Activity:
State how many lines of the records contain the string "sleep", and give no other information.

(Dataset entries)
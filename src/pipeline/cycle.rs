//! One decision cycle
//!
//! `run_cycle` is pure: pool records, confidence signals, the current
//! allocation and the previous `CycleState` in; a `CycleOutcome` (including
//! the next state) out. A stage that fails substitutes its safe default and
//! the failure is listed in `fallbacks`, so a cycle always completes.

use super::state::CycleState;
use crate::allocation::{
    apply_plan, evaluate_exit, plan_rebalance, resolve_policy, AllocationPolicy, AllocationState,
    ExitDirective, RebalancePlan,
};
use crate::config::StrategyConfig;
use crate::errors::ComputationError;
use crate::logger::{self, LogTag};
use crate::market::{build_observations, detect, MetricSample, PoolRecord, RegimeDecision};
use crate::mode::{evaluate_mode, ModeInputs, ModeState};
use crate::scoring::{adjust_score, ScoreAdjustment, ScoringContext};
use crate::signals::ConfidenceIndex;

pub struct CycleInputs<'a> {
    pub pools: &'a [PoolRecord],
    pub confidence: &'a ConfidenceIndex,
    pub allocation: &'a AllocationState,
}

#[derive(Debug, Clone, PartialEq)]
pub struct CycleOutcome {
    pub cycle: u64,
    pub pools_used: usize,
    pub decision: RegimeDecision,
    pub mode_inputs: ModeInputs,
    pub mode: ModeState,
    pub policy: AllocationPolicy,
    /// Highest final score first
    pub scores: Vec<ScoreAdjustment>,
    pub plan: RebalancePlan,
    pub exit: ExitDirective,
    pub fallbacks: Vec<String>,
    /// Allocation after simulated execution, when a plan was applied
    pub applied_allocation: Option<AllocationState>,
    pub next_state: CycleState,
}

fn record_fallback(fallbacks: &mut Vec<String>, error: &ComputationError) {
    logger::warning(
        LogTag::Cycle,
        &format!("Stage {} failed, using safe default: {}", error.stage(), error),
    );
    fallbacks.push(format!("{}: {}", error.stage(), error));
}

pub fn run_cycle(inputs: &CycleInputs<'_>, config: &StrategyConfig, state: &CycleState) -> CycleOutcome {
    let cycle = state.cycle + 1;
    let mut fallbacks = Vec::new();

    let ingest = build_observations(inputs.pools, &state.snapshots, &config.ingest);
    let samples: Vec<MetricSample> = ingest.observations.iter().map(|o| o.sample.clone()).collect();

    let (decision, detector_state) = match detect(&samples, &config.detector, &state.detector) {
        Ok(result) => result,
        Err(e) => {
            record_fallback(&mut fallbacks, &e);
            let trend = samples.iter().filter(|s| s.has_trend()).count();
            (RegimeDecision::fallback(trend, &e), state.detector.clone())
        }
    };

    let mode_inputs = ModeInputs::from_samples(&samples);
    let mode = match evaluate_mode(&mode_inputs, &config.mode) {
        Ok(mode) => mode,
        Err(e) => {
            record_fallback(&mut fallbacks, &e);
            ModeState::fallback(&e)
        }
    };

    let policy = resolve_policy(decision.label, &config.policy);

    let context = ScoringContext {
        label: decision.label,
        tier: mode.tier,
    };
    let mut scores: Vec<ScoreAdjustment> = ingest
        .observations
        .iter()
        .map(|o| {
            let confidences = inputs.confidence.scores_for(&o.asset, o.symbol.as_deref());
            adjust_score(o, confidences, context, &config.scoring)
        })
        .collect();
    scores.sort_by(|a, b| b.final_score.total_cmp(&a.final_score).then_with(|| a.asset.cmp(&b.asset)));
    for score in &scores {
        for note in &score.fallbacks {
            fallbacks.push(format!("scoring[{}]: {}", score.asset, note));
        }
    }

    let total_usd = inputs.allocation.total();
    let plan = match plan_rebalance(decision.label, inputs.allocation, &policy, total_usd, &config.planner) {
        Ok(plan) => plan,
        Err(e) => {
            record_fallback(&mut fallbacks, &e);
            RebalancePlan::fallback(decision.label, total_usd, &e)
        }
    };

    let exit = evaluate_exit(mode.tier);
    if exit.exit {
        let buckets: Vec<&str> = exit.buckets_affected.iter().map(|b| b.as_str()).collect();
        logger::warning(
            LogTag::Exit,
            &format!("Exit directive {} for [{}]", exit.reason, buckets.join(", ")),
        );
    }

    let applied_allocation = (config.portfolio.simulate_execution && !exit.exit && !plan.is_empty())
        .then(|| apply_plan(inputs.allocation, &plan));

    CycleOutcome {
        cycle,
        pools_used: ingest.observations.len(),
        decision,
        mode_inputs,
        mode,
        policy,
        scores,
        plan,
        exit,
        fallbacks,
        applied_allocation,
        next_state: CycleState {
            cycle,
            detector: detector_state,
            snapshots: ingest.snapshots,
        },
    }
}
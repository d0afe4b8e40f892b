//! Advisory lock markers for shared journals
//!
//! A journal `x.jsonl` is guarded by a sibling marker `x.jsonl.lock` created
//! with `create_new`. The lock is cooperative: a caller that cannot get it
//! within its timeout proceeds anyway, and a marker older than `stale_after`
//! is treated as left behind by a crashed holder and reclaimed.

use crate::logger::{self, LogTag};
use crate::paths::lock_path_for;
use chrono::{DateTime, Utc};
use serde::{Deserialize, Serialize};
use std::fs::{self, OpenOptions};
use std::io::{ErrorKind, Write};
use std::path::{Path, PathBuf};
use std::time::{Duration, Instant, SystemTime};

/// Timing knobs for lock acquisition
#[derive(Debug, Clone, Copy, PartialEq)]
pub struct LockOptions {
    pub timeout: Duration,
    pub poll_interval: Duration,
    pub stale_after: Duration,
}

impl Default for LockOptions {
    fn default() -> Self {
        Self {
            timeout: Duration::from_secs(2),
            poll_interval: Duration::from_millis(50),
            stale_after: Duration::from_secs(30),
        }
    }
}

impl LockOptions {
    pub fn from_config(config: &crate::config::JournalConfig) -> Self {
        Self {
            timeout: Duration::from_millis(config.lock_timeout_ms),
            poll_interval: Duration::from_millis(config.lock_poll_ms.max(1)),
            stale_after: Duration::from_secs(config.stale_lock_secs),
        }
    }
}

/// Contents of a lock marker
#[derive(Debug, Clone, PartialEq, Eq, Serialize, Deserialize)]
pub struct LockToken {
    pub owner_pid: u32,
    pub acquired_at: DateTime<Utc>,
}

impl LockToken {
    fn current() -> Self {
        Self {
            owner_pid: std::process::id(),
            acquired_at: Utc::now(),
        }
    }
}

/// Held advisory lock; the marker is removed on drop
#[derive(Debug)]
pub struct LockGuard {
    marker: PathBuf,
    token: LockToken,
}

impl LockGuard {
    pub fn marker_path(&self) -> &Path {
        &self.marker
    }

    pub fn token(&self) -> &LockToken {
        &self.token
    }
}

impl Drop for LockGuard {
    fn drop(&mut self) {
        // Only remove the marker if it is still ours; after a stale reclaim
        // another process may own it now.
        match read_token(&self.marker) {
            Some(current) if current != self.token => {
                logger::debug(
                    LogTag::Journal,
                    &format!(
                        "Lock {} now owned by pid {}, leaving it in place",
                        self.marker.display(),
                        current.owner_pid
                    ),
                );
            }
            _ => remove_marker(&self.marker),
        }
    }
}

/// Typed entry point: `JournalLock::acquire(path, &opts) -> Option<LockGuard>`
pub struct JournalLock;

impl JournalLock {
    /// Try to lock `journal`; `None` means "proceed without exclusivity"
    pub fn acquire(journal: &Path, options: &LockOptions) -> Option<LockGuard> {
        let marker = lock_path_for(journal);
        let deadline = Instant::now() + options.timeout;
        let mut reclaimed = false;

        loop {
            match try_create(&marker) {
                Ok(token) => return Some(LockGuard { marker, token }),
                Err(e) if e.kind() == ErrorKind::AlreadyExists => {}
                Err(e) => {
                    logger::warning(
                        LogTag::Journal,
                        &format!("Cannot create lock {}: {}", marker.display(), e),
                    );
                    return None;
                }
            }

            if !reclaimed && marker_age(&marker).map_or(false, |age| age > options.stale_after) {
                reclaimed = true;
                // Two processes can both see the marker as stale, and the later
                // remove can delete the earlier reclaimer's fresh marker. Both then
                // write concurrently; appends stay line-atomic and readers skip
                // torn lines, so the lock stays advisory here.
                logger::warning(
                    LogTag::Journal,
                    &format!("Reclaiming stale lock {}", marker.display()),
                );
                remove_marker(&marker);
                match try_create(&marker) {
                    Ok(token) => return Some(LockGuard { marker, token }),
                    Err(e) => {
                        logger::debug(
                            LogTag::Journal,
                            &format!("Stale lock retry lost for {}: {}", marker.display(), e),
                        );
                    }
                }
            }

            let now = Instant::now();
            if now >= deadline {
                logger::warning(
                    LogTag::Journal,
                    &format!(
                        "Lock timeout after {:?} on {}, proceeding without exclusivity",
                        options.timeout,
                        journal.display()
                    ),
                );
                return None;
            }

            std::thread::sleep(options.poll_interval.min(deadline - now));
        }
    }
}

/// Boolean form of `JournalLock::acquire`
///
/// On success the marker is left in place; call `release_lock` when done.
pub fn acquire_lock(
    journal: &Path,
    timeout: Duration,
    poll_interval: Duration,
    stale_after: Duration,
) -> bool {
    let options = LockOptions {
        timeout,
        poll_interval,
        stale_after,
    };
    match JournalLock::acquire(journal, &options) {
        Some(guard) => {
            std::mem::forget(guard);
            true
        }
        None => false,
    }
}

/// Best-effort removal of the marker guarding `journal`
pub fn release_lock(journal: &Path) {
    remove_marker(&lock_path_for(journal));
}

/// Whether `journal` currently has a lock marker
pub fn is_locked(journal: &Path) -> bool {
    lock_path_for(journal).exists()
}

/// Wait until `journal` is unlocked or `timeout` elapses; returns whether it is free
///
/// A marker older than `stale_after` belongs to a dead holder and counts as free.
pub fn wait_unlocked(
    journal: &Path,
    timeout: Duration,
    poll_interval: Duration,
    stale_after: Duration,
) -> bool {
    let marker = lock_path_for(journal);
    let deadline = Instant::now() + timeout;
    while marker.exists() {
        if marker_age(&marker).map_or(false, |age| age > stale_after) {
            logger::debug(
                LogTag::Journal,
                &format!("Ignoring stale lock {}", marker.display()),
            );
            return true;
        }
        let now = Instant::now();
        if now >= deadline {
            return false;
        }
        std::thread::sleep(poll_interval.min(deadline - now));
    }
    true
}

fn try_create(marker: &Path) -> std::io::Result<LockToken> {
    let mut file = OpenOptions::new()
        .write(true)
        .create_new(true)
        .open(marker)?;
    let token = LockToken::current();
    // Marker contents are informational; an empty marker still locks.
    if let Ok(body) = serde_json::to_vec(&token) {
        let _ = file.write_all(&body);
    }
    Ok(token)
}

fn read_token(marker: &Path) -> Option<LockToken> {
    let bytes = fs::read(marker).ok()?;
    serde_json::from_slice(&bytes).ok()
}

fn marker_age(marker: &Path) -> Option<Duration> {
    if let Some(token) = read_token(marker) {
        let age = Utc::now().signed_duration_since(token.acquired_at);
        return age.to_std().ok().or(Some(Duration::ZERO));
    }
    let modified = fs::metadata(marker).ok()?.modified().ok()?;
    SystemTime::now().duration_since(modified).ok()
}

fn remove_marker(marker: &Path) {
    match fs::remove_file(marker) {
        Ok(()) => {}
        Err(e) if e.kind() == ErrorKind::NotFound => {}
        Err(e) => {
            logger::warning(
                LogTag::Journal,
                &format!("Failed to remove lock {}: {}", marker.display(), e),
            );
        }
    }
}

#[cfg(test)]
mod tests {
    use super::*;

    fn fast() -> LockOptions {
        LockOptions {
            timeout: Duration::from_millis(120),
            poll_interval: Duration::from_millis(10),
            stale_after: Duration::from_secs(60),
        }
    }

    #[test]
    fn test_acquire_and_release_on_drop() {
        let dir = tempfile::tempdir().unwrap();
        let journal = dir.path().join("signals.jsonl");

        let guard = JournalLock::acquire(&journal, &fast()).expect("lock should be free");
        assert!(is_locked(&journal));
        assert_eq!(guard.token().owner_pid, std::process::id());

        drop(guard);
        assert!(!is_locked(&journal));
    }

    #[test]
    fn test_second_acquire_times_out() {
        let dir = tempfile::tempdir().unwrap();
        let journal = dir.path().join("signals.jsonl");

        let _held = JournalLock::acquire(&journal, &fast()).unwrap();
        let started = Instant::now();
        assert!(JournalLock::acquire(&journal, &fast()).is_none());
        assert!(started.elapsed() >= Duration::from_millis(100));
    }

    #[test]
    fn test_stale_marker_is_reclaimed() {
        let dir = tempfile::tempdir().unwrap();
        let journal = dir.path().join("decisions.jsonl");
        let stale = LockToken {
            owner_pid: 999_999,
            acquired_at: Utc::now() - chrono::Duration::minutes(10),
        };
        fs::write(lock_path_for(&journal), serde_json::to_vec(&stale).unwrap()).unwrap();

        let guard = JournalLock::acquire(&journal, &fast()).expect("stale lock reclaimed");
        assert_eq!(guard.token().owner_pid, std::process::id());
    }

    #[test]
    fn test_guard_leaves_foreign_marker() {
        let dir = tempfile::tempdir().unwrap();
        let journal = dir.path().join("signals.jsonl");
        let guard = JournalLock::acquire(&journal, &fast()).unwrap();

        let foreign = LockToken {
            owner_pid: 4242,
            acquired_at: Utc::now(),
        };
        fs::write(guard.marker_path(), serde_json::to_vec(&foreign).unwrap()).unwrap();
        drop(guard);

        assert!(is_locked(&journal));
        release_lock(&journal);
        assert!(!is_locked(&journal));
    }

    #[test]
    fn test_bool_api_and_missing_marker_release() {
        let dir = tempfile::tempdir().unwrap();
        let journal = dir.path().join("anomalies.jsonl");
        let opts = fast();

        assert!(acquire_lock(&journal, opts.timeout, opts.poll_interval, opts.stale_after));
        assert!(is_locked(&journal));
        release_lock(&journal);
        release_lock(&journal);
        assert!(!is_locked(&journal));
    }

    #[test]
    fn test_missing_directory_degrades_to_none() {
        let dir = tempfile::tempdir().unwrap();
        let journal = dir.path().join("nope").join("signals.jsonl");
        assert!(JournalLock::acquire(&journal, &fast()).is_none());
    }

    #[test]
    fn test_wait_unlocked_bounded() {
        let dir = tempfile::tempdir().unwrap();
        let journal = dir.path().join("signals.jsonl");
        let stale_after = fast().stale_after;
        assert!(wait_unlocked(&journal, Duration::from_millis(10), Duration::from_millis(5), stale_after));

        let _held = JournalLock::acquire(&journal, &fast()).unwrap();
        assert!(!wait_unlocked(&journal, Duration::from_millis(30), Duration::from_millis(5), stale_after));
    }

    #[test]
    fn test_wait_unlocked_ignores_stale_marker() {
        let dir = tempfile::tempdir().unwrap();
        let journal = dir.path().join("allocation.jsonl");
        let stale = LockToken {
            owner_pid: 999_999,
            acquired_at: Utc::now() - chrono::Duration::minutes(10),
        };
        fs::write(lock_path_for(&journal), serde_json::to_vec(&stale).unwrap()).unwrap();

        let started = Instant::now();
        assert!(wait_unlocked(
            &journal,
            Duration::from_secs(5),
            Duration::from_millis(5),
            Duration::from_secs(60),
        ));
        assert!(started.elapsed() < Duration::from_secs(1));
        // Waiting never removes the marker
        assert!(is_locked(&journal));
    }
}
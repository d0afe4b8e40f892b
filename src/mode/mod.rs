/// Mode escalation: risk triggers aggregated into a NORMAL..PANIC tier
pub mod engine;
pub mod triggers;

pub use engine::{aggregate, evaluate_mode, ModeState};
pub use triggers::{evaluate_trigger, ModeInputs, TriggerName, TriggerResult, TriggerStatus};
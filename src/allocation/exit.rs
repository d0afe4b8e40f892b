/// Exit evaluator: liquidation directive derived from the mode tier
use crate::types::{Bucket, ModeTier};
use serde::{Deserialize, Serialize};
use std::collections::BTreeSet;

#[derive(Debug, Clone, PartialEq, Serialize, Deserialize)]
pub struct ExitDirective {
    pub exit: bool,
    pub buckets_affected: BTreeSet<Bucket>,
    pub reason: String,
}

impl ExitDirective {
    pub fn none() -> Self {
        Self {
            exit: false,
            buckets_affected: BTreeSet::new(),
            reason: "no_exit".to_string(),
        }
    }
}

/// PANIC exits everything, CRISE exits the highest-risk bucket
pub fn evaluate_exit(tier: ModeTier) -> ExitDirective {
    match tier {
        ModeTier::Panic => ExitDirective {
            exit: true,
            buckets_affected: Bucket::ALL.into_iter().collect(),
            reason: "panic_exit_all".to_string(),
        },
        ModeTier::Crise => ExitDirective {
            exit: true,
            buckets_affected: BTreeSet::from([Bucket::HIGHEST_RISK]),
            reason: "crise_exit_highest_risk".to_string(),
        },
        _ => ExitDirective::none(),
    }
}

Answer area:
2